"Los Angeles is surrounded by valleys, but there's only one Valley..."
Hush Money, by Peter Israel

 
Ostrich Farm Railway

In 1885, a new amusement park opened beside the Los Angeles River near Griffith Park -- an ostrich farm. Sunday visitors from Los Angeles came part of the way by trolley then boarded horse-drawn carriages to complete the trip.

On Sept. 24, 1888, the Los Angeles Ostrich Farm Railway began steam-engine service to the park. It became the second railroad to reach the Valley, after the Southern Pacific line to San Fernando that opened fourteen years earlier. Enough fares made the trip that the next year, the rails were extended four miles past the ostrich farm to the new boom town of Burbank, founded on the former Rancho Providencia by Dr. David Burbank.

Five trains a day (six on Sundays) stopped at the farm and at Burbank for the short time the railroad operated. Ever so briefly, riders could board in Burbank, population a few hundred, and travel on the renamed Los Angeles and Pacific Railway all the way to Santa Monica, another boom town.

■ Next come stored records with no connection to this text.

pub mod api;
pub mod auth;
pub mod config;
pub mod db;
pub mod error;
pub mod local;
pub mod models;
pub mod records;
pub mod spreadsheet;
pub mod telemetry;

pub use models::{Employee, FileInfo, Record, RecordStatus, Role, Session, User};
use argon2::password_hash::rand_core::OsRng;
use argon2::password_hash::SaltString;
use argon2::{Argon2, PasswordHash, PasswordHasher, PasswordVerifier};
use sqlx::sqlite::SqlitePool;
use tracing::{info, warn};
use uuid::Uuid;
use warp::{Filter, Rejection};

use crate::config::Settings;
use crate::db;
use crate::error::ApiError;
use crate::models::{Role, Session};

pub const SESSION_COOKIE: &str = "session";

pub fn hash_password(password: &str) -> Result<String, argon2::password_hash::Error> {
    let salt = SaltString::generate(&mut OsRng);
    let hash = Argon2::default().hash_password(password.as_bytes(), &salt)?;
    Ok(hash.to_string())
}

pub fn verify_password(password: &str, hash: &str) -> bool {
    let Ok(parsed) = PasswordHash::new(hash) else {
        return false;
    };
    Argon2::default()
        .verify_password(password.as_bytes(), &parsed)
        .is_ok()
}

pub fn new_token() -> String {
    Uuid::new_v4().to_string()
}

/// Picks the session token from an `Authorization: Bearer` header, falling back to the cookie.
pub fn token_from(authorization: Option<&str>, cookie: Option<&str>) -> Option<String> {
    let bearer = authorization
        .and_then(|h| h.strip_prefix("Bearer "))
        .map(str::trim)
        .filter(|t| !t.is_empty());

    bearer
        .or_else(|| cookie.map(str::trim).filter(|t| !t.is_empty()))
        .map(String::from)
}

pub fn session_cookie(token: &str, ttl_hours: i64) -> String {
    format!(
        "{}={}; Path=/; HttpOnly; SameSite=Lax; Max-Age={}",
        SESSION_COOKIE,
        token,
        ttl_hours * 3600
    )
}

pub fn expired_cookie() -> String {
    format!("{}=; Path=/; HttpOnly; SameSite=Lax; Max-Age=0", SESSION_COOKIE)
}

/// Raw token of the caller, if any. Used by logout, which must not fail.
pub fn optional_token() -> impl Filter<Extract = (Option<String>,), Error = Rejection> + Clone {
    warp::header::optional::<String>("authorization")
        .and(warp::cookie::optional::<String>(SESSION_COOKIE))
        .map(|auth: Option<String>, cookie: Option<String>| {
            token_from(auth.as_deref(), cookie.as_deref())
        })
}

/// Route guard: resolves the caller's session and checks its role.
pub fn with_role(
    pool: SqlitePool,
    role: Role,
) -> impl Filter<Extract = (Session,), Error = Rejection> + Clone {
    optional_token()
        .and(warp::any().map(move || pool.clone()))
        .and_then(move |token: Option<String>, pool: SqlitePool| async move {
            authorize(&pool, token, role)
                .await
                .map_err(warp::reject::custom)
        })
}

async fn authorize(pool: &SqlitePool, token: Option<String>, role: Role) -> Result<Session, ApiError> {
    let token = token.ok_or(ApiError::Unauthorized)?;
    let session = db::read_session(pool, &token)
        .await?
        .ok_or(ApiError::Unauthorized)?;

    if session.role != role {
        warn!(username = %session.username, required = %role, "role mismatch");
        return Err(ApiError::Forbidden);
    }
    Ok(session)
}

/// Creates the configured admin account when no admin exists yet.
pub async fn seed_admin(pool: &SqlitePool, settings: &Settings) -> anyhow::Result<()> {
    if db::count_users_with_role(pool, Role::Admin).await? > 0 {
        return Ok(());
    }

    let hash = hash_password(&settings.admin_password)
        .map_err(|e| anyhow::anyhow!("hashing admin password: {}", e))?;
    db::write_user(pool, &settings.admin_username, &hash, Role::Admin).await?;
    info!(username = %settings.admin_username, "seeded admin account");

    Ok(())
}
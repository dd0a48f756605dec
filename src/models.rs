use std::fmt;
use std::str::FromStr;

use anyhow::anyhow;
use indexmap::IndexMap;
use serde::{Deserialize, Serialize};

/// One spreadsheet row: column name to cell text, in sheet column order.
pub type Row = IndexMap<String, String>;

#[derive(Debug, Clone, Copy, PartialEq, Eq, Serialize, Deserialize)]
#[serde(rename_all = "lowercase")]
pub enum Role {
    Admin,
    Employee,
}

impl Role {
    pub fn as_str(&self) -> &'static str {
        match self {
            Role::Admin => "admin",
            Role::Employee => "employee",
        }
    }
}

impl fmt::Display for Role {
    fn fmt(&self, f: &mut fmt::Formatter<'_>) -> fmt::Result {
        f.write_str(self.as_str())
    }
}

impl FromStr for Role {
    type Err = anyhow::Error;

    fn from_str(s: &str) -> Result<Self, Self::Err> {
        match s {
            "admin" => Ok(Role::Admin),
            "employee" => Ok(Role::Employee),
            other => Err(anyhow!("unknown role: {}", other)),
        }
    }
}

#[derive(Debug, Clone, Copy, PartialEq, Eq, Hash, Serialize, Deserialize)]
pub enum RecordStatus {
    Win,
    Lose,
    Pending,
    #[serde(rename = "")]
    Unset,
}

impl Default for RecordStatus {
    fn default() -> Self {
        RecordStatus::Unset
    }
}

impl RecordStatus {
    pub fn as_str(&self) -> &'static str {
        match self {
            RecordStatus::Win => "Win",
            RecordStatus::Lose => "Lose",
            RecordStatus::Pending => "Pending",
            RecordStatus::Unset => "",
        }
    }
}

impl fmt::Display for RecordStatus {
    fn fmt(&self, f: &mut fmt::Formatter<'_>) -> fmt::Result {
        f.write_str(self.as_str())
    }
}

impl FromStr for RecordStatus {
    type Err = anyhow::Error;

    fn from_str(s: &str) -> Result<Self, Self::Err> {
        match s {
            "Win" => Ok(RecordStatus::Win),
            "Lose" => Ok(RecordStatus::Lose),
            "Pending" => Ok(RecordStatus::Pending),
            "" => Ok(RecordStatus::Unset),
            other => Err(anyhow!("unknown status: {}", other)),
        }
    }
}

/// A stored account. Never serialised: the hash stays on the server.
#[derive(Debug, Clone, PartialEq)]
pub struct User {
    pub id: i64,
    pub username: String,
    pub password_hash: String,
    pub role: Role,
}

#[derive(Debug, Clone, PartialEq, Serialize, Deserialize)]
pub struct Employee {
    pub id: i64,
    pub username: String,
    pub role: Role,
}

impl From<User> for Employee {
    fn from(user: User) -> Self {
        Employee {
            id: user.id,
            username: user.username,
            role: user.role,
        }
    }
}

#[derive(Debug, Clone, PartialEq, Serialize, Deserialize)]
pub struct FileInfo {
    pub id: i64,
    pub filename: String,
}

#[derive(Debug, Clone, PartialEq, Serialize, Deserialize)]
pub struct Record {
    pub id: i64,
    pub file_id: i64,
    pub data: Row,
    #[serde(default)]
    pub status: RecordStatus,
    #[serde(default)]
    pub reason: String,
    #[serde(default)]
    pub updated_at: Option<String>,
}

/// An authenticated caller, as resolved from a session token.
#[derive(Debug, Clone, PartialEq)]
pub struct Session {
    pub token: String,
    pub user_id: i64,
    pub username: String,
    pub role: Role,
}
// Local store

fn run_local(matches: &ArgMatches) -> Result<()> {
    let path = matches
        .get_one::<String>("store")
        .cloned()
        .or_else(|| env::var("LOCAL_STORE").ok())
        .unwrap_or_else(|| DEFAULT_LOCAL_STORE.to_string());
    let mut store = LocalStore::open(&path)?;

    match matches.subcommand() {
        Some(("assign", sub)) => {
            check_local_admin(sub)?;
            let employee = arg(sub, "employee")?;
            let file = arg(sub, "path")?;
            if !spreadsheet::is_supported_upload(file) {
                bail!("{}", spreadsheet::SpreadsheetError::UnsupportedType);
            }
            let bytes = fs::read(file).with_context(|| format!("reading {}", file))?;
            let rows = spreadsheet::parse_workbook(&bytes)?;

            let count = store.assign_dataset(employee, rows)?;
            store.set(ROLE_KEY, &Role::Admin)?;
            store.save()?;
            println!("Allocated {} rows to {}.", count, employee);
        }
        Some(("clear", sub)) => {
            check_local_admin(sub)?;
            let employee = arg(sub, "employee")?;
            store.clear_dataset(employee);
            store.save()?;
            println!("Cleared");
        }
        Some(("records", sub)) => {
            let employee = arg(sub, "employee")?;
            let (records, stats) = store.query(employee, &record_query(sub)?)?;
            println!(
                "Total {}  Win {}  Lose {}  Pending {}",
                stats.total, stats.win, stats.lose, stats.pending
            );
            if records.is_empty() {
                println!("No records match.");
            } else {
                record_table(&records).printstd();
            }
        }
        Some(("set-status", sub)) => {
            let employee = arg(sub, "employee")?;
            let row_id = id_arg(sub, "row")?;
            let record = store.apply_status(employee, row_id, &status_change(sub)?)?;
            store.set(ROLE_KEY, &Role::Employee)?;
            store.set(CURRENT_EMPLOYEE_KEY, &serde_json::json!({ "username": employee }))?;
            store.save()?;
            record_table(&[record]).printstd();
        }
        Some(("export", sub)) => {
            let employee = arg(sub, "employee")?;
            let (records, _) = store.query(employee, &record_query(sub)?)?;
            if records.is_empty() {
                bail!("No data to export");
            }
            let refs: Vec<&Record> = records.iter().collect();
            let (columns, rows) = spreadsheet::records_table(&refs);
            let out = sub
                .get_one::<String>("out")
                .cloned()
                .unwrap_or_else(|| format!("records_{}.csv", employee));
            fs::write(&out, spreadsheet::to_csv(&columns, &rows))
                .with_context(|| format!("writing {}", out))?;
            println!("Saved {}", out);
        }
        _ => unreachable!("clap requires a subcommand"),
    }
    Ok(())
}

fn check_local_admin(matches: &ArgMatches) -> Result<()> {
    let username = env::var("ADMIN_USERNAME").unwrap_or_else(|_| "admin".to_string());
    let password = env::var("ADMIN_PASSWORD").unwrap_or_else(|_| "1234".to_string());
    if arg(matches, "admin-user")? == username && arg(matches, "admin-password")? == password {
        Ok(())
    } else {
        Err(anyhow!("Invalid Admin credentials"))
    }
}

// Tables

fn employee_table(employees: &[Employee]) -> Table {
    let mut table = Table::new();
    table.add_row(row![Fb => "Id", "Username", "Role"]);
    for e in employees {
        table.add_row(row![e.id, e.username, e.role]);
    }
    table
}

fn record_table(records: &[Record]) -> Table {
    let columns = spreadsheet::columns(records.iter().map(|r| &r.data));

    let mut table = Table::new();
    let mut header: Vec<Cell> = vec![Cell::new("Id").with_style(Attr::Bold)];
    for c in &columns {
        header.push(Cell::new(c).with_style(Attr::Bold));
    }
    header.push(Cell::new("Status").with_style(Attr::Bold));
    header.push(Cell::new("Reason").with_style(Attr::Bold));
    table.add_row(Row::new(header));

    for record in records {
        let mut cells: Vec<Cell> = vec![Cell::new(&record.id.to_string())];
        for c in &columns {
            cells.push(Cell::new(record.data.get(c).map(String::as_str).unwrap_or("")));
        }

        let status = match record.status {
            RecordStatus::Unset => "-",
            other => other.as_str(),
        };
        let mut status_cell = Cell::new(status);
        if let Some(color) = STATUS_COLORS.get(&record.status) {
            status_cell = status_cell.with_style(Attr::ForegroundColor(*color));
        }
        cells.push(status_cell);
        cells.push(Cell::new(&record.reason));
        table.add_row(Row::new(cells));
    }
    table
}
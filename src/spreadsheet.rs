use std::collections::{HashMap, HashSet};
use std::io::Cursor;
use std::path::Path;

use calamine::{open_workbook_auto_from_rs, Data, Reader};
use indexmap::IndexSet;
use rust_xlsxwriter::{Format, Workbook, XlsxError};
use tracing::debug;

use crate::models::{Record, Row};

pub const SUPPORTED_EXTENSIONS: [&str; 4] = ["xlsx", "xlsm", "xls", "ods"];
pub const EXPORT_SHEET_NAME: &str = "Data";

#[derive(Debug, thiserror::Error)]
pub enum SpreadsheetError {
    #[error("Unsupported file type, upload an .xlsx or .xls workbook")]
    UnsupportedType,
    #[error("Could not read workbook: {0}")]
    Read(#[from] calamine::Error),
    #[error("Workbook has no sheets")]
    NoSheet,
    #[error("Could not write workbook: {0}")]
    Write(#[from] XlsxError),
    #[error("Too many columns to export: {0}")]
    TooManyColumns(usize),
}

pub fn is_supported_upload(filename: &str) -> bool {
    Path::new(filename)
        .extension()
        .and_then(|ext| ext.to_str())
        .map(|ext| {
            SUPPORTED_EXTENSIONS
                .iter()
                .any(|s| s.eq_ignore_ascii_case(ext))
        })
        .unwrap_or(false)
}

/// Reads the first sheet of a workbook into header-keyed rows.
///
/// The first row names the columns. Empty cells are left out of a row and
/// rows without any value are dropped, so a row's keys can be a subset of
/// the header.
pub fn parse_workbook(bytes: &[u8]) -> Result<Vec<Row>, SpreadsheetError> {
    let mut workbook = open_workbook_auto_from_rs(Cursor::new(bytes.to_vec()))?;

    let sheet = workbook
        .sheet_names()
        .first()
        .cloned()
        .ok_or(SpreadsheetError::NoSheet)?;
    let range = workbook.worksheet_range(&sheet)?;

    let mut rows = range.rows();
    let header = match rows.next() {
        Some(cells) => header_names(cells),
        None => return Ok(Vec::new()),
    };

    let parsed: Vec<Row> = rows
        .filter_map(|cells| {
            let row: Row = header
                .iter()
                .zip(cells.iter())
                .filter_map(|(name, cell)| cell_text(cell).map(|v| (name.clone(), v)))
                .collect();
            if row.is_empty() {
                None
            } else {
                Some(row)
            }
        })
        .collect();

    debug!(sheet = %sheet, columns = header.len(), rows = parsed.len(), "parsed workbook");
    Ok(parsed)
}

fn cell_text(cell: &Data) -> Option<String> {
    match cell {
        Data::Empty => None,
        Data::String(s) if s.is_empty() => None,
        other => Some(other.to_string()),
    }
}

// Blank headers become `__EMPTY`, `__EMPTY_1`, ...; repeats get `_1`, `_2`, ...
// A generated name never reuses one already emitted.
fn header_names(cells: &[Data]) -> Vec<String> {
    let mut counters: HashMap<String, usize> = HashMap::new();
    let mut used: HashSet<String> = HashSet::new();
    cells
        .iter()
        .map(|cell| {
            let base = cell_text(cell).unwrap_or_else(|| "__EMPTY".to_string());
            let mut name = base.clone();
            if used.contains(&name) {
                let n = counters.entry(base.clone()).or_insert(0);
                loop {
                    *n += 1;
                    name = format!("{}_{}", base, n);
                    if !used.contains(&name) {
                        break;
                    }
                }
            }
            used.insert(name.clone());
            name
        })
        .collect()
}

/// Every key that appears in `rows`, in first-seen order.
pub fn columns<'a, I>(rows: I) -> Vec<String>
where
    I: IntoIterator<Item = &'a Row>,
{
    let mut cols: IndexSet<String> = IndexSet::new();
    for row in rows {
        for key in row.keys() {
            if !cols.contains(key) {
                cols.insert(key.clone());
            }
        }
    }
    cols.into_iter().collect()
}

/// Header line is plain; every data cell is quoted with `"` doubled.
pub fn to_csv(columns: &[String], rows: &[Row]) -> String {
    let mut lines = Vec::with_capacity(rows.len() + 1);
    lines.push(columns.join(","));
    for row in rows {
        let line = columns
            .iter()
            .map(|c| {
                let value = row.get(c).map(String::as_str).unwrap_or("");
                format!("\"{}\"", value.replace('"', "\"\""))
            })
            .collect::<Vec<_>>()
            .join(",");
        lines.push(line);
    }
    lines.join("\n")
}

pub fn to_xlsx(columns: &[String], rows: &[Row]) -> Result<Vec<u8>, SpreadsheetError> {
    let mut workbook = Workbook::new();
    let header_fmt = Format::new().set_bold();

    let sheet = workbook.add_worksheet();
    sheet.set_name(EXPORT_SHEET_NAME)?;

    for (col_idx, name) in columns.iter().enumerate() {
        let col = u16::try_from(col_idx)
            .map_err(|_| SpreadsheetError::TooManyColumns(columns.len()))?;
        sheet.write_string_with_format(0, col, name, &header_fmt)?;

        for (row_idx, row) in rows.iter().enumerate() {
            if let Some(value) = row.get(name) {
                sheet.write_string(row_idx as u32 + 1, col, value)?;
            }
        }
    }

    Ok(workbook.save_to_buffer()?)
}

/// Flattens records for export: data columns, then `status` and `reason`.
pub fn records_table(records: &[&Record]) -> (Vec<String>, Vec<Row>) {
    let mut cols = columns(records.iter().map(|r| &r.data));
    cols.retain(|c| c != "status" && c != "reason");
    cols.push("status".to_string());
    cols.push("reason".to_string());

    let rows = records
        .iter()
        .map(|r| {
            let mut row = r.data.clone();
            row.insert("status".to_string(), r.status.to_string());
            row.insert("reason".to_string(), r.reason.clone());
            row
        })
        .collect();

    (cols, rows)
}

By the end of 1889, however, the Burbank route had shut down. The tracks were so poorly laid that, in April, an engine simply toppled over. The fate of this particular ostrich farm is unknown, although others could be found around Los Angeles, including at about the same time the Wilshire Ostrich Farm run by H. Gaylord Wilshire (the nakesake of Wilshire Boulevard) at 12th Street and Grand Avenue near downtown.